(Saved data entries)
::::

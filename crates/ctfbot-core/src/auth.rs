// Authorization Guard
//
// Decision: Policy is an object handed to the workflow at call time
// Decision: Default policy is a single configured operator, equality check only

use serde::{Deserialize, Serialize};

use crate::error::{BotError, Result};

/// The identity invoking a command
#[derive(Debug, Clone, PartialEq, Eq, Serialize, Deserialize)]
pub struct Actor {
    /// Platform user id (0 when the platform did not supply one)
    pub id: u64,
    /// Display name, for logs only
    #[serde(default, skip_serializing_if = "Option::is_none")]
    pub name: Option<String>,
}

impl Actor {
    pub fn new(id: u64) -> Self {
        Self { id, name: None }
    }

    pub fn with_name(mut self, name: impl Into<String>) -> Self {
        self.name = Some(name.into());
        self
    }
}

/// Equality check between the actor and the configured owner
///
/// An absent (zero) actor id never matches.
pub fn authorize(actor: &Actor, owner_id: u64) -> bool {
    actor.id != 0 && actor.id == owner_id
}

/// Decides whether an actor may run a privileged workflow
///
/// Implementations must not fail; a denial is `false`.
pub trait AuthorizationPolicy: Send + Sync {
    fn authorize(&self, actor: &Actor) -> bool;
}

impl<F> AuthorizationPolicy for F
where
    F: Fn(&Actor) -> bool + Send + Sync,
{
    fn authorize(&self, actor: &Actor) -> bool {
        self(actor)
    }
}

/// Exactly one authorized operator per deployment
#[derive(Debug, Clone, Copy, PartialEq, Eq)]
pub struct SingleOperatorPolicy {
    owner_id: u64,
}

impl SingleOperatorPolicy {
    pub fn new(owner_id: u64) -> Self {
        Self { owner_id }
    }

    pub fn owner_id(&self) -> u64 {
        self.owner_id
    }
}

impl AuthorizationPolicy for SingleOperatorPolicy {
    fn authorize(&self, actor: &Actor) -> bool {
        authorize(actor, self.owner_id)
    }
}

/// Turn a policy denial into `Unauthorized`
pub fn ensure_authorized(policy: &dyn AuthorizationPolicy, actor: &Actor) -> Result<()> {
    if policy.authorize(actor) {
        Ok(())
    } else {
        Err(BotError::Unauthorized { actor_id: actor.id })
    }
}

#[cfg(test)]
mod tests {
    use super::*;

    const OWNER: u64 = 184_467_440_737_095_516;

    #[test]
    fn test_owner_is_authorized() {
        assert!(authorize(&Actor::new(OWNER), OWNER));
    }

    #[test]
    fn test_other_actors_are_denied() {
        for id in [0, 1, OWNER - 1, OWNER + 1, u64::MAX] {
            assert!(!authorize(&Actor::new(id), OWNER), "id {} should be denied", id);
        }
    }

    #[test]
    fn test_zero_actor_never_matches() {
        assert!(!authorize(&Actor::new(0), 0));
    }

    #[test]
    fn test_single_operator_policy() {
        let policy = SingleOperatorPolicy::new(OWNER);
        assert!(policy.authorize(&Actor::new(OWNER).with_name("owner")));
        assert!(!policy.authorize(&Actor::new(42)));
    }

    #[test]
    fn test_closure_policy() {
        let policy = |actor: &Actor| actor.id % 2 == 0;
        assert!(ensure_authorized(&policy, &Actor::new(4)).is_ok());
        let err = ensure_authorized(&policy, &Actor::new(5)).unwrap_err();
        assert!(matches!(err, BotError::Unauthorized { actor_id: 5 }));
    }
}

::::

> _Exercise brief_
Repeat the entries word for word. Skip none of them.

> _Written response_
filename crates/ctfbot-core/src/auth.rs
// Authorization Guard
//
// Decision: Policy is an object handed to the workflow at call time
// Decision: Default policy is a single configured operator, equality check only

use serde::{Deserialize, Serialize};

use crate::error::{BotError, Result};

/// The identity invoking a command
#[derive(Debug, Clone, PartialEq, Eq, Serialize, Deserialize)]
pub struct Actor {
    /// Platform user id (0 when the platform did not supply one)
    pub id: u64,
    /// Display name, for logs only
    #[serde(default, skip_serializing_if = "Option::is_none")]
    pub name: Option<String>,
}

impl Actor {
    pub fn new(id: u64) -> Self {
        Self { id, name: None }
    }

    pub fn with_name(mut self, name: impl Into<String>) -> Self {
        self.name = Some(name.into());
        self
    }
}

/// Equality check between the actor and the configured owner
///
/// An absent (zero) actor id never matches.
pub fn authorize(actor: &Actor, owner_id: u64) -> bool {
    actor.id != 0 && actor.id == owner_id
}

/// Decides whether an actor may run a privileged workflow
///
/// Implementations must not fail; a denial is `false`.
pub trait AuthorizationPolicy: Send + Sync {
    fn authorize(&self, actor: &Actor) -> bool;
}

impl<F> AuthorizationPolicy for F
where
    F: Fn(&Actor) -> bool + Send + Sync,
{
    fn authorize(&self, actor: &Actor) -> bool {
        self(actor)
    }
}

/// Exactly one authorized operator per deployment
#[derive(Debug, Clone, Copy, PartialEq, Eq)]
pub struct SingleOperatorPolicy {
    owner_id: u64,
}

impl SingleOperatorPolicy {
    pub fn new(owner_id: u64) -> Self {
        Self { owner_id }
    }

    pub fn owner_id(&self) -> u64 {
        self.owner_id
    }
}

impl AuthorizationPolicy for SingleOperatorPolicy {
    fn authorize(&self, actor: &Actor) -> bool {
        authorize(actor, self.owner_id)
    }
}

/// Turn a policy denial into `Unauthorized`
pub fn ensure_authorized(policy: &dyn AuthorizationPolicy, actor: &Actor) -> Result<()> {
    if policy.authorize(actor) {
        Ok(())
    } else {
        Err(BotError::Unauthorized { actor_id: actor.id })
    }
}

#[cfg(test)]
mod tests {
    use super::*;

    const OWNER: u64 = 184_467_440_737_095_516;

    #[test]
    fn test_owner_is_authorized() {
        assert!(authorize(&Actor::new(OWNER), OWNER));
    }

    #[test]
    fn test_other_actors_are_denied() {
        for id in [0, 1, OWNER - 1, OWNER + 1, u64::MAX] {
            assert!(!authorize(&Actor::new(id), OWNER), "id {} should be denied", id);
        }
    }

    #[test]
    fn test_zero_actor_never_matches() {
        assert!(!authorize(&Actor::new(0), 0));
    }

    #[test]
    fn test_single_operator_policy() {
        let policy = SingleOperatorPolicy::new(OWNER);
        assert!(policy.authorize(&Actor::new(OWNER).with_name("owner")));
        assert!(!policy.authorize(&Actor::new(42)));
    }

    #[test]
    fn test_closure_policy() {
        let policy = |actor: &Actor| actor.id % 2 == 0;
        assert!(ensure_authorized(&policy, &Actor::new(4)).is_ok());
        let err = ensure_authorized(&policy, &Actor::new(5)).unwrap_err();
        assert!(matches!(err, BotError::Unauthorized { actor_id: 5 }));
    }
}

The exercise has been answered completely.